Driving down Poisson error can offset classification error in clinical tasks
Charles B. Delahunt, Courosh Mehanian, Matthew P. Horning
TL;DR
The paper addresses how Poisson variability from small clinical sample volumes can limit the effective performance of clinicians and ML systems alike. It argues that automated systems can offset imperfect object-level accuracy by increasing the examined volume $V$, thereby reducing Poisson error and achieving total error comparable to a perfectly accurate human constrained by protocol volumes. A mathematical toolkit is developed to relate Poisson error, classification error, and total error, including key relations such as $P(n \geq 1 \mid V, N) \geq 0.95$ for limit of detection and a detailed quantification error formula (Eq. (eqnStdQuantError)) that incorporates $V_{SE}$, $\mu(S)$, $\sigma(S)$, $\mu(F)$, and $\sigma(F)$. Demonstrations on malaria diagnosis and quantitation show that, under reasonable parameter choices, enlarging the sampled volume (e.g., to ~0.2–0.4 $\mu L$) can align ML total error with the standard of care across most parasitemia ranges. The framework provides actionable design guidance for deploying ML in low-resource clinical settings, highlighting throughput as a distinct axis of improvement with broad applicability beyond malaria to any domain with Poisson variability.
Abstract
Medical machine learning algorithms are typically evaluated based on accuracy vs. a clinician-defined ground truth, a reasonable initial choice since trained clinicians are usually better classifiers than ML models. However, this metric does not fully capture the actual clinical task: it neglects the fact that humans, even with perfect accuracy, are subject to non-trivial error from the Poisson statistics of rare events, because clinical protocols often specify a relatively small sample size.
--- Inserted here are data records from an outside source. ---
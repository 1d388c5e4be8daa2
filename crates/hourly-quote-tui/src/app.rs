use chrono::Local;
use hourly_quote_core::{
    Category, Config, FetchError, Phase, Quote, QuoteClient, QuoteEntry, QuoteSource, QuoteState,
    RefreshScheduler,
};
use ratatui::widgets::ListState;
use tokio::task::JoinHandle;
use tracing::{info, warn};

/// Scheduler wired to the quotes API as described by `config`.
pub fn build_scheduler(config: &Config) -> RefreshScheduler<QuoteClient> {
    let api_key = config.resolve_api_key().unwrap_or_else(|| {
        warn!("No API key configured; quote requests will be rejected");
        String::new()
    });
    let client = QuoteClient::with_base_url(config.base_url(), &api_key);

    let mut state = QuoteState::new();
    state.set_category(config.selected_category());

    RefreshScheduler::with_state(client, state).with_refresh_interval(config.refresh_interval_secs())
}

pub struct App {
    pub should_quit: bool,

    // Widget state
    pub scheduler: RefreshScheduler<QuoteClient>,
    pub entry: QuoteEntry,
    pub fetch_task: Option<JoinHandle<Result<Quote, FetchError>>>,

    // Animation state
    pub animation_frame: u8, // 0-2 for ellipsis animation

    // Category picker state
    pub show_category_picker: bool,
    pub category_picker_state: ListState,

    /// Write category changes back to the config file
    pub persist_config: bool,
}

impl App {
    pub fn new(config: &Config) -> Self {
        let scheduler = build_scheduler(config);
        let entry = scheduler.placeholder(Local::now());

        let mut app = Self {
            should_quit: false,
            scheduler,
            entry,
            fetch_task: None,
            animation_frame: 0,
            show_category_picker: false,
            category_picker_state: ListState::default(),
            persist_config: true,
        };
        app.reload_timeline();
        app
    }

    pub fn is_fetching(&self) -> bool {
        self.scheduler.phase() == Phase::Fetching
    }

    /// Re-read state into the displayed entry and restart the hourly clock.
    pub fn reload_timeline(&mut self) {
        let timeline = self.scheduler.on_tick(Local::now());
        if let Some(entry) = timeline.entries.into_iter().next() {
            self.entry = entry;
        }
    }

    /// Called on every tick event.
    pub async fn tick(&mut self) {
        if self.is_fetching() {
            self.animation_frame = (self.animation_frame + 1) % 3;
        }

        self.poll_fetch().await;

        if self.scheduler.is_refresh_due(Local::now()) {
            self.reload_timeline();
        }
    }

    /// Start fetching the next quote in the background.
    pub fn request_next(&mut self) {
        let Some(category) = self.scheduler.begin_fetch() else {
            return;
        };

        let source = self.scheduler.source();
        self.animation_frame = 0;
        self.fetch_task = Some(tokio::spawn(async move { source.fetch(category).await }));
    }

    /// Collect the background fetch once it has finished.
    pub async fn poll_fetch(&mut self) {
        let finished = self
            .fetch_task
            .as_ref()
            .is_some_and(|task| task.is_finished());
        if !finished {
            return;
        }

        let Some(task) = self.fetch_task.take() else {
            return;
        };

        match task.await {
            Ok(result) => {
                if self.scheduler.complete_fetch(result).is_updated() {
                    self.reload_timeline();
                }
            }
            Err(e) => {
                warn!("Fetch task failed: {}", e);
                self.scheduler.abandon_fetch();
            }
        }
    }

    pub fn open_category_picker(&mut self) {
        let current = self.scheduler.state().category().index();
        self.category_picker_state.select(Some(current));
        self.show_category_picker = true;
    }

    pub fn category_picker_nav_down(&mut self) {
        let len = Category::all().len();
        let i = self.category_picker_state.selected().unwrap_or(0);
        self.category_picker_state.select(Some((i + 1).min(len - 1)));
    }

    pub fn category_picker_nav_up(&mut self) {
        let i = self.category_picker_state.selected().unwrap_or(0);
        self.category_picker_state.select(Some(i.saturating_sub(1)));
    }

    /// Apply the highlighted category and close the picker.
    pub fn confirm_category(&mut self) {
        let picked = self
            .category_picker_state
            .selected()
            .and_then(|i| Category::all().get(i).copied());

        if let Some(category) = picked {
            self.set_category(Some(category));
        }
        self.show_category_picker = false;
    }

    pub fn set_category(&mut self, category: Option<Category>) {
        self.scheduler.on_config_change(category);
        self.reload_timeline();

        if self.persist_config {
            match Config::save_category(category) {
                Ok(()) => info!("Saved category to config"),
                Err(e) => warn!("Could not save category: {}", e),
            }
        }
    }
}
For example, to quantitate malaria on a thin blood film a clinician examines only 2000 red blood cells (0.0004 uL), which can yield large Poisson variation in the actual number of parasites present, so that a perfect human's count can differ substantially from the true average load. In contrast, an ML system may be less accurate on an object level, but it may also have the option to examine more blood (e.g. 0.1 uL, or 250x). Then while its parasite identification error is higher, the Poisson variability of its estimate is lower due to larger sample size. To qualify for clinical deployment, an ML system's performance must match current standard of care, typically a very demanding target. To achieve this, it may be possible to offset the ML system's lower accuracy by increasing its sample size to reduce Poisson error, and thus attain the same net clinical performance as a perfectly accurate human limited by smaller sample size. In this paper, we analyse the mathematics of the relationship between Poisson error, classification error, and total error. This mathematical toolkit enables teams optimizing ML systems to leverage a relative strength (larger sample sizes) to offset a relative weakness (classification accuracy). We illustrate the methods with two concrete examples: diagnosis and quantitation of malaria on blood films.